▸ What you should do: Return all lines in the data where the string "Returns" can be found.

>>>>

//! Application configuration loaded from environment variables.
//!
//! Every variable is optional; empty values are treated as absent:
//! - `MARKETSYNC_API_URL` - base URL of the trading backend's HTTP API
//! - `MARKETSYNC_WEBSOCKET_URL` - STOMP-over-WebSocket endpoint
//! - `MARKETSYNC_AUTH_TOKEN` - bearer token forwarded to HTTP and STOMP
//! - `MARKETSYNC_CA_CERT` - PEM bundle pinning the backend's CA
//! - `MARKETSYNC_PAIR` / `MARKETSYNC_INTERVAL` - initial selection
//! - `MARKETSYNC_USER_ID` - enables the private trades feed (needs a token)
//!
//! Feed sizing and timing can be tuned with `MARKETSYNC_ORDER_LIMIT`,
//! `MARKETSYNC_TRADE_PAGE_SIZE`, `MARKETSYNC_CANDLE_LIMIT`,
//! `MARKETSYNC_REQUEST_TIMEOUT_SECS`, `MARKETSYNC_RECONNECT_DELAY_SECS` and
//! `MARKETSYNC_HEARTBEAT_MS`.

use std::path::PathBuf;
use std::str::FromStr;
use std::time::Duration;

use crate::MarketSyncError;

const DEFAULT_API_URL: &str = "http://localhost:8080";
const DEFAULT_WEBSOCKET_URL: &str = "ws://localhost:8080/ws/stomp/websocket";
const DEFAULT_PAIR: &str = "USDCUP";
const DEFAULT_INTERVAL: &str = "5m";
const DEFAULT_ORDER_LIMIT: u32 = 100;
const DEFAULT_TRADE_PAGE_SIZE: u32 = 20;
const DEFAULT_CANDLE_LIMIT: u32 = 200;
const DEFAULT_REQUEST_TIMEOUT_SECS: u64 = 10;
const DEFAULT_RECONNECT_DELAY_SECS: u64 = 5;
const DEFAULT_HEARTBEAT_MS: u64 = 4000;

/// Largest trade page the backend serves.
const MAX_TRADE_PAGE_SIZE: u32 = 100;

/// Candle intervals the backend aggregates.
pub const SUPPORTED_INTERVALS: &[&str] = &["1m", "5m", "15m", "30m", "1h", "4h", "1d"];

/// Top-level application configuration.
#[derive(Debug, Clone)]
pub struct AppConfig {
    pub backend: BackendConfig,
    pub feed: FeedConfig,
}

/// Where and how to reach the trading backend.
#[derive(Debug, Clone)]
pub struct BackendConfig {
    pub api_url: String,
    pub websocket_url: String,
    pub auth_token: Option<String>,
    pub ca_cert: Option<PathBuf>,
    pub request_timeout: Duration,
}

/// What the feed tracks and how aggressively.
#[derive(Debug, Clone)]
pub struct FeedConfig {
    /// Initial pair code, e.g. `USDCUP`.
    pub pair: String,
    /// Candle interval, e.g. `5m`.
    pub interval: String,
    pub user_id: Option<String>,
    pub order_limit: u32,
    pub trade_page_size: u32,
    pub candle_limit: u32,
    pub reconnect_delay: Duration,
    pub heartbeat: Duration,
}

impl Default for FeedConfig {
    fn default() -> Self {
        Self {
            pair: DEFAULT_PAIR.to_string(),
            interval: DEFAULT_INTERVAL.to_string(),
            user_id: None,
            order_limit: DEFAULT_ORDER_LIMIT,
            trade_page_size: DEFAULT_TRADE_PAGE_SIZE,
            candle_limit: DEFAULT_CANDLE_LIMIT,
            reconnect_delay: Duration::from_secs(DEFAULT_RECONNECT_DELAY_SECS),
            heartbeat: Duration::from_millis(DEFAULT_HEARTBEAT_MS),
        }
    }
}

impl Default for BackendConfig {
    fn default() -> Self {
        Self {
            api_url: DEFAULT_API_URL.to_string(),
            websocket_url: DEFAULT_WEBSOCKET_URL.to_string(),
            auth_token: None,
            ca_cert: None,
            request_timeout: Duration::from_secs(DEFAULT_REQUEST_TIMEOUT_SECS),
        }
    }
}

/// Loads the application configuration from environment variables.
///
/// # Errors
///
/// Returns [`MarketSyncError::Config`] if a value cannot be parsed, the pair
/// code or interval is invalid, or `MARKETSYNC_USER_ID` is set without
/// `MARKETSYNC_AUTH_TOKEN`.
pub fn fetch_config() -> crate::Result<AppConfig> {
    config_from(|name| std::env::var(name).ok())
}

/// Builds the configuration from an arbitrary variable lookup.
fn config_from<F>(lookup: F) -> crate::Result<AppConfig>
where
    F: Fn(&str) -> Option<String>,
{
    let var = |name: &str| lookup(name).filter(|s| !s.is_empty());

    let auth_token = var("MARKETSYNC_AUTH_TOKEN");
    let user_id = var("MARKETSYNC_USER_ID");
    if user_id.is_some() && auth_token.is_none() {
        return Err(MarketSyncError::Config(
            "MARKETSYNC_USER_ID is set but MARKETSYNC_AUTH_TOKEN is missing".to_string(),
        ));
    }

    let pair = var("MARKETSYNC_PAIR")
        .map(|p| p.to_uppercase())
        .unwrap_or_else(|| DEFAULT_PAIR.to_string());
    if !is_pair_code(&pair) {
        return Err(MarketSyncError::Config(format!(
            "MARKETSYNC_PAIR must be a 6 character code, got {pair:?}"
        )));
    }

    let interval = var("MARKETSYNC_INTERVAL").unwrap_or_else(|| DEFAULT_INTERVAL.to_string());
    if !SUPPORTED_INTERVALS.contains(&interval.as_str()) {
        return Err(MarketSyncError::Config(format!(
            "MARKETSYNC_INTERVAL {interval:?} is not one of {}",
            SUPPORTED_INTERVALS.join(", ")
        )));
    }

    let trade_page_size = parse_var(
        var("MARKETSYNC_TRADE_PAGE_SIZE"),
        "MARKETSYNC_TRADE_PAGE_SIZE",
        DEFAULT_TRADE_PAGE_SIZE,
    )?;
    if !(1..=MAX_TRADE_PAGE_SIZE).contains(&trade_page_size) {
        return Err(MarketSyncError::Config(format!(
            "MARKETSYNC_TRADE_PAGE_SIZE must be between 1 and {MAX_TRADE_PAGE_SIZE}"
        )));
    }

    let order_limit = non_zero(
        "MARKETSYNC_ORDER_LIMIT",
        parse_var(
            var("MARKETSYNC_ORDER_LIMIT"),
            "MARKETSYNC_ORDER_LIMIT",
            DEFAULT_ORDER_LIMIT,
        )?,
    )?;
    let candle_limit = non_zero(
        "MARKETSYNC_CANDLE_LIMIT",
        parse_var(
            var("MARKETSYNC_CANDLE_LIMIT"),
            "MARKETSYNC_CANDLE_LIMIT",
            DEFAULT_CANDLE_LIMIT,
        )?,
    )?;

    let feed = FeedConfig {
        pair,
        interval,
        user_id,
        order_limit,
        trade_page_size,
        candle_limit,
        reconnect_delay: Duration::from_secs(parse_var(
            var("MARKETSYNC_RECONNECT_DELAY_SECS"),
            "MARKETSYNC_RECONNECT_DELAY_SECS",
            DEFAULT_RECONNECT_DELAY_SECS,
        )?),
        heartbeat: Duration::from_millis(parse_var(
            var("MARKETSYNC_HEARTBEAT_MS"),
            "MARKETSYNC_HEARTBEAT_MS",
            DEFAULT_HEARTBEAT_MS,
        )?),
    };

    let backend = BackendConfig {
        api_url: var("MARKETSYNC_API_URL")
            .map(|url| url.trim_end_matches('/').to_string())
            .unwrap_or_else(|| DEFAULT_API_URL.to_string()),
        websocket_url: var("MARKETSYNC_WEBSOCKET_URL")
            .unwrap_or_else(|| DEFAULT_WEBSOCKET_URL.to_string()),
        auth_token,
        ca_cert: var("MARKETSYNC_CA_CERT").map(PathBuf::from),
        request_timeout: Duration::from_secs(parse_var(
            var("MARKETSYNC_REQUEST_TIMEOUT_SECS"),
            "MARKETSYNC_REQUEST_TIMEOUT_SECS",
            DEFAULT_REQUEST_TIMEOUT_SECS,
        )?),
    };

    Ok(AppConfig { backend, feed })
}

/// Returns `true` for six ASCII alphanumeric characters, e.g. `USDCUP`.
pub fn is_pair_code(code: &str) -> bool {
    code.len() == 6 && code.chars().all(|c| c.is_ascii_alphanumeric())
}

fn parse_var<T: FromStr>(value: Option<String>, name: &str, default: T) -> crate::Result<T> {
    match value {
        Some(raw) => raw.trim().parse().map_err(|_| {
            MarketSyncError::Config(format!("{name} has an invalid value: {raw:?}"))
        }),
        None => Ok(default),
    }
}

fn non_zero(name: &str, value: u32) -> crate::Result<u32> {
    if value == 0 {
        return Err(MarketSyncError::Config(format!("{name} must be at least 1")));
    }
    Ok(value)
}

#[cfg(test)]
mod tests {
    use std::collections::HashMap;

    use super::*;

    fn load(vars: &[(&str, &str)]) -> crate::Result<AppConfig> {
        let vars: HashMap<String, String> = vars
            .iter()
            .map(|(k, v)| (k.to_string(), v.to_string()))
            .collect();
        config_from(|name| vars.get(name).cloned())
    }

    #[test]
    fn defaults_without_env_vars() {
        let config = load(&[]).unwrap();
        assert_eq!(config.backend.api_url, DEFAULT_API_URL);
        assert_eq!(config.backend.websocket_url, DEFAULT_WEBSOCKET_URL);
        assert!(config.backend.auth_token.is_none());
        assert!(config.backend.ca_cert.is_none());
        assert_eq!(config.feed.pair, "USDCUP");
        assert_eq!(config.feed.interval, "5m");
        assert_eq!(config.feed.trade_page_size, 20);
        assert_eq!(config.feed.candle_limit, 200);
        assert_eq!(config.feed.reconnect_delay, Duration::from_secs(5));
        assert_eq!(config.feed.heartbeat, Duration::from_millis(4000));
    }

    #[test]
    fn custom_urls_and_token() {
        let config = load(&[
            ("MARKETSYNC_API_URL", "https://api.example.com/"),
            ("MARKETSYNC_WEBSOCKET_URL", "wss://api.example.com/ws/stomp/websocket"),
            ("MARKETSYNC_AUTH_TOKEN", "jwt"),
        ])
        .unwrap();
        assert_eq!(config.backend.api_url, "https://api.example.com");
        assert_eq!(
            config.backend.websocket_url,
            "wss://api.example.com/ws/stomp/websocket"
        );
        assert_eq!(config.backend.auth_token.as_deref(), Some("jwt"));
    }

    #[test]
    fn pair_is_uppercased() {
        let config = load(&[("MARKETSYNC_PAIR", "cupusd")]).unwrap();
        assert_eq!(config.feed.pair, "CUPUSD");
    }

    #[test]
    fn rejects_bad_pair_code() {
        let err = load(&[("MARKETSYNC_PAIR", "USD/CUP")]).unwrap_err();
        assert!(err.to_string().contains("MARKETSYNC_PAIR"));
    }

    #[test]
    fn rejects_unknown_interval() {
        let err = load(&[("MARKETSYNC_INTERVAL", "7m")]).unwrap_err();
        assert!(err.to_string().contains("MARKETSYNC_INTERVAL"));
    }

    #[test]
    fn rejects_user_without_token() {
        let err = load(&[("MARKETSYNC_USER_ID", "42")]).unwrap_err();
        assert!(err.to_string().contains("MARKETSYNC_AUTH_TOKEN is missing"));
    }

    #[test]
    fn rejects_out_of_range_trade_page() {
        assert!(load(&[("MARKETSYNC_TRADE_PAGE_SIZE", "0")]).is_err());
        assert!(load(&[("MARKETSYNC_TRADE_PAGE_SIZE", "101")]).is_err());
        let config = load(&[("MARKETSYNC_TRADE_PAGE_SIZE", "100")]).unwrap();
        assert_eq!(config.feed.trade_page_size, 100);
    }

    #[test]
    fn rejects_zero_order_and_candle_limits() {
        let err = load(&[("MARKETSYNC_ORDER_LIMIT", "0")]).unwrap_err();
        assert!(err.to_string().contains("MARKETSYNC_ORDER_LIMIT"));
        let err = load(&[("MARKETSYNC_CANDLE_LIMIT", "0")]).unwrap_err();
        assert!(err.to_string().contains("MARKETSYNC_CANDLE_LIMIT"));

        let config = load(&[
            ("MARKETSYNC_ORDER_LIMIT", "1"),
            ("MARKETSYNC_CANDLE_LIMIT", "1"),
        ])
        .unwrap();
        assert_eq!(config.feed.order_limit, 1);
        assert_eq!(config.feed.candle_limit, 1);
    }

    #[test]
    fn rejects_non_numeric_values() {
        let err = load(&[("MARKETSYNC_HEARTBEAT_MS", "soon")]).unwrap_err();
        assert!(err.to_string().contains("MARKETSYNC_HEARTBEAT_MS"));
    }

    #[test]
    fn empty_values_treated_as_absent() {
        let config = load(&[
            ("MARKETSYNC_API_URL", ""),
            ("MARKETSYNC_AUTH_TOKEN", ""),
            ("MARKETSYNC_USER_ID", ""),
            ("MARKETSYNC_PAIR", ""),
        ])
        .unwrap();
        assert_eq!(config.backend.api_url, DEFAULT_API_URL);
        assert!(config.backend.auth_token.is_none());
        assert!(config.feed.user_id.is_none());
        assert_eq!(config.feed.pair, DEFAULT_PAIR);
    }
}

<<<<

▸ Task output:
/// Returns [`MarketSyncError::Config`] if a value cannot be parsed, the pair
/// Returns `true` for six ASCII alphanumeric characters, e.g. `USDCUP`.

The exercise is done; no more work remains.